┏━━

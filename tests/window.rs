#[cfg(test)]
mod tests {
    use chrono::{
        DateTime, Duration, FixedOffset, MappedLocalTime, NaiveDate, NaiveDateTime, NaiveTime, TimeZone, Utc,
    };
    use eisen::libs::stats::aggregate;
    use eisen::libs::task::{Quadrant, Task, TaskStatus};
    use eisen::libs::window::{filter, start_of_day, Window};

    /// Zone at UTC-3 that springs forward to UTC-2 at local midnight on
    /// 2024-03-10, so 00:00..01:00 that day does not exist.
    #[derive(Debug, Clone, Copy)]
    struct MidnightDstZone;

    impl MidnightDstZone {
        fn switch_local() -> NaiveDateTime {
            NaiveDate::from_ymd_opt(2024, 3, 10).unwrap().and_time(NaiveTime::MIN)
        }

        fn before() -> FixedOffset {
            FixedOffset::west_opt(3 * 3600).unwrap()
        }

        fn after() -> FixedOffset {
            FixedOffset::west_opt(2 * 3600).unwrap()
        }
    }

    impl TimeZone for MidnightDstZone {
        type Offset = FixedOffset;

        fn from_offset(_offset: &FixedOffset) -> Self {
            MidnightDstZone
        }

        fn offset_from_local_date(&self, local: &NaiveDate) -> MappedLocalTime<FixedOffset> {
            self.offset_from_local_datetime(&local.and_time(NaiveTime::MIN))
        }

        fn offset_from_local_datetime(&self, local: &NaiveDateTime) -> MappedLocalTime<FixedOffset> {
            let switch = Self::switch_local();
            if *local < switch {
                MappedLocalTime::Single(Self::before())
            } else if *local < switch + Duration::hours(1) {
                MappedLocalTime::None
            } else {
                MappedLocalTime::Single(Self::after())
            }
        }

        fn offset_from_utc_date(&self, utc: &NaiveDate) -> FixedOffset {
            self.offset_from_utc_datetime(&utc.and_time(NaiveTime::MIN))
        }

        fn offset_from_utc_datetime(&self, utc: &NaiveDateTime) -> FixedOffset {
            // local midnight at UTC-3 is 03:00 UTC
            if *utc < Self::switch_local() + Duration::hours(3) {
                Self::before()
            } else {
                Self::after()
            }
        }
    }

    fn task_at(id: &str, created_at: DateTime<Utc>) -> Task {
        Task {
            id: id.to_string(),
            title: format!("Task {}", id),
            description: None,
            quadrant: Quadrant::Important,
            created_at,
            completed_at: None,
            status: TaskStatus::Pending,
            tags: vec![],
        }
    }

    fn date(y: i32, m: u32, d: u32) -> NaiveDate {
        NaiveDate::from_ymd_opt(y, m, d).unwrap()
    }

    #[test]
    fn test_week_excludes_older_tasks() {
        let day0 = Utc.with_ymd_and_hms(2024, 3, 10, 12, 0, 0).unwrap();
        let tasks = vec![task_at("today", day0), task_at("old", day0 - Duration::days(10))];

        let filtered = filter(&tasks, &Window::Week, &day0);
        assert_eq!(aggregate(&filtered).total, 1);
        assert_eq!(filtered[0].id, "today");
    }

    #[test]
    fn test_preset_lower_bounds() {
        let reference = Utc.with_ymd_and_hms(2024, 3, 10, 15, 30, 0).unwrap();

        assert_eq!(
            Window::Day.lower_bound(&reference),
            Utc.with_ymd_and_hms(2024, 3, 10, 0, 0, 0).unwrap()
        );
        assert_eq!(
            Window::Week.lower_bound(&reference),
            Utc.with_ymd_and_hms(2024, 3, 4, 0, 0, 0).unwrap()
        );
        assert_eq!(
            Window::Month.lower_bound(&reference),
            Utc.with_ymd_and_hms(2024, 2, 10, 0, 0, 0).unwrap()
        );
        assert_eq!(
            Window::Year.lower_bound(&reference),
            Utc.with_ymd_and_hms(2023, 3, 12, 0, 0, 0).unwrap()
        );
        assert!(Window::Week.upper_bound(&reference).is_none());
    }

    #[test]
    fn test_week_boundary_is_inclusive() {
        let reference = Utc.with_ymd_and_hms(2024, 3, 10, 15, 30, 0).unwrap();
        let tasks = vec![
            task_at("edge", Utc.with_ymd_and_hms(2024, 3, 4, 0, 0, 0).unwrap()),
            task_at("before", Utc.with_ymd_and_hms(2024, 3, 3, 23, 59, 59).unwrap()),
        ];

        let filtered = filter(&tasks, &Window::Week, &reference);
        assert_eq!(filtered.len(), 1);
        assert_eq!(filtered[0].id, "edge");
    }

    #[test]
    fn test_custom_window_end_of_day() {
        let window = Window::Custom {
            start: date(2024, 1, 1),
            end: date(2024, 1, 31),
        };
        let reference = Utc.with_ymd_and_hms(2024, 6, 1, 8, 0, 0).unwrap();
        let tasks = vec![
            task_at("last-second", Utc.with_ymd_and_hms(2024, 1, 31, 23, 59, 59).unwrap()),
            task_at("next-day", Utc.with_ymd_and_hms(2024, 2, 1, 0, 0, 0).unwrap()),
            task_at("first", Utc.with_ymd_and_hms(2024, 1, 1, 0, 0, 0).unwrap()),
            task_at("too-early", Utc.with_ymd_and_hms(2023, 12, 31, 23, 59, 59).unwrap()),
        ];

        let ids: Vec<_> = filter(&tasks, &window, &reference).into_iter().map(|t| t.id).collect();
        assert_eq!(ids, vec!["last-second", "first"]);
    }

    #[test]
    fn test_custom_window_ignores_reference() {
        let window = Window::Custom {
            start: date(2024, 1, 1),
            end: date(2024, 1, 1),
        };
        let task = task_at("a", Utc.with_ymd_and_hms(2024, 1, 1, 12, 0, 0).unwrap());

        let early = Utc.with_ymd_and_hms(2020, 1, 1, 0, 0, 0).unwrap();
        let late = Utc.with_ymd_and_hms(2030, 1, 1, 0, 0, 0).unwrap();
        assert!(window.contains(&task, &early));
        assert!(window.contains(&task, &late));
    }

    #[test]
    fn test_from_kind_fallbacks() {
        assert_eq!(Window::from_kind("day", None), Window::Day);
        assert_eq!(Window::from_kind("MONTH", None), Window::Month);
        assert_eq!(Window::from_kind("fortnight", None), Window::Week);
        assert_eq!(Window::from_kind("custom", None), Window::Week);
        assert_eq!(
            Window::from_kind("custom", Some((date(2024, 1, 1), date(2024, 1, 2)))),
            Window::Custom {
                start: date(2024, 1, 1),
                end: date(2024, 1, 2)
            }
        );
    }

    #[test]
    fn test_filter_keeps_input_order() {
        let reference = Utc.with_ymd_and_hms(2024, 3, 10, 12, 0, 0).unwrap();
        let tasks = vec![
            task_at("b", reference - Duration::hours(1)),
            task_at("a", reference - Duration::hours(5)),
            task_at("c", reference - Duration::hours(3)),
        ];

        let ids: Vec<_> = filter(&tasks, &Window::Day, &reference).into_iter().map(|t| t.id).collect();
        assert_eq!(ids, vec!["b", "a", "c"]);
    }

    #[test]
    fn test_skipped_midnight_starts_at_first_valid_hour() {
        let day = NaiveDate::from_ymd_opt(2024, 3, 10).unwrap();
        // 01:00 local at UTC-2
        assert_eq!(
            start_of_day(day, &MidnightDstZone),
            Utc.with_ymd_and_hms(2024, 3, 10, 3, 0, 0).unwrap()
        );
        // An ordinary midnight is unaffected
        assert_eq!(
            start_of_day(day.pred_opt().unwrap(), &MidnightDstZone),
            Utc.with_ymd_and_hms(2024, 3, 9, 3, 0, 0).unwrap()
        );

        let reference = MidnightDstZone.from_utc_datetime(&day.and_hms_opt(15, 0, 0).unwrap());
        assert_eq!(
            Window::Day.lower_bound(&reference),
            Utc.with_ymd_and_hms(2024, 3, 10, 3, 0, 0).unwrap()
        );
        let tasks = vec![
            task_at("before", Utc.with_ymd_and_hms(2024, 3, 10, 2, 30, 0).unwrap()),
            task_at("after", Utc.with_ymd_and_hms(2024, 3, 10, 4, 0, 0).unwrap()),
        ];
        let kept = filter(&tasks, &Window::Day, &reference);
        assert_eq!(kept.len(), 1);
        assert_eq!(kept[0].id, "after");
    }
}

┗━━

● What is expected:
Go through the data above and return each line containing the string "last".

● Your solution:
            task_at("last-second", Utc.with_ymd_and_hms(2024, 1, 31, 23, 59, 59).unwrap()),
        assert_eq!(ids, vec!["last-second", "first"]);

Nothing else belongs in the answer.